■ Raw data
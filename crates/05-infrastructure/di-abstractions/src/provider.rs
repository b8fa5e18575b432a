//! 实例提供者抽象接口

use crate::capability::{CapabilityType, TypeToken};
use crate::instance::{ArgValue, Instance};
use infrastructure_common::DependencyResult;

/// 构造参数来源
///
/// 按参数的精确类型查找外部提供的值
pub trait ArgSource {
    /// 查找参数值
    fn lookup(&self, token: &TypeToken) -> Option<ArgValue>;
}

impl<F> ArgSource for F
where
    F: Fn(&TypeToken) -> Option<ArgValue>,
{
    fn lookup(&self, token: &TypeToken) -> Option<ArgValue> {
        self(token)
    }
}

/// 实例提供者 trait
///
/// 工厂本身以及包装它的生命周期策略都实现此 trait
pub trait Provider: Send + Sync {
    /// 创建（或返回缓存的）实例，`Ok(None)` 表示工厂没有产出实例
    fn create(&self, args: &dyn ArgSource) -> DependencyResult<Option<Instance>>;

    /// 产出的能力类型
    fn capability(&self) -> CapabilityType;
}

■ Exercise requirements
Please write out the records from above, keeping every line exact.

■ Exercise solution
filename crates/05-infrastructure/di-abstractions/src/provider.rs
repository b8fa5e18575b432a
//! 实例提供者抽象接口

use crate::capability::{CapabilityType, TypeToken};
use crate::instance::{ArgValue, Instance};
use infrastructure_common::DependencyResult;

/// 构造参数来源
///
/// 按参数的精确类型查找外部提供的值
pub trait ArgSource {
    /// 查找参数值
    fn lookup(&self, token: &TypeToken) -> Option<ArgValue>;
}

impl<F> ArgSource for F
where
    F: Fn(&TypeToken) -> Option<ArgValue>,
{
    fn lookup(&self, token: &TypeToken) -> Option<ArgValue> {
        self(token)
    }
}

/// 实例提供者 trait
///
/// 工厂本身以及包装它的生命周期策略都实现此 trait
pub trait Provider: Send + Sync {
    /// 创建（或返回缓存的）实例，`Ok(None)` 表示工厂没有产出实例
    fn create(&self, args: &dyn ArgSource) -> DependencyResult<Option<Instance>>;

    /// 产出的能力类型
    fn capability(&self) -> CapabilityType;
}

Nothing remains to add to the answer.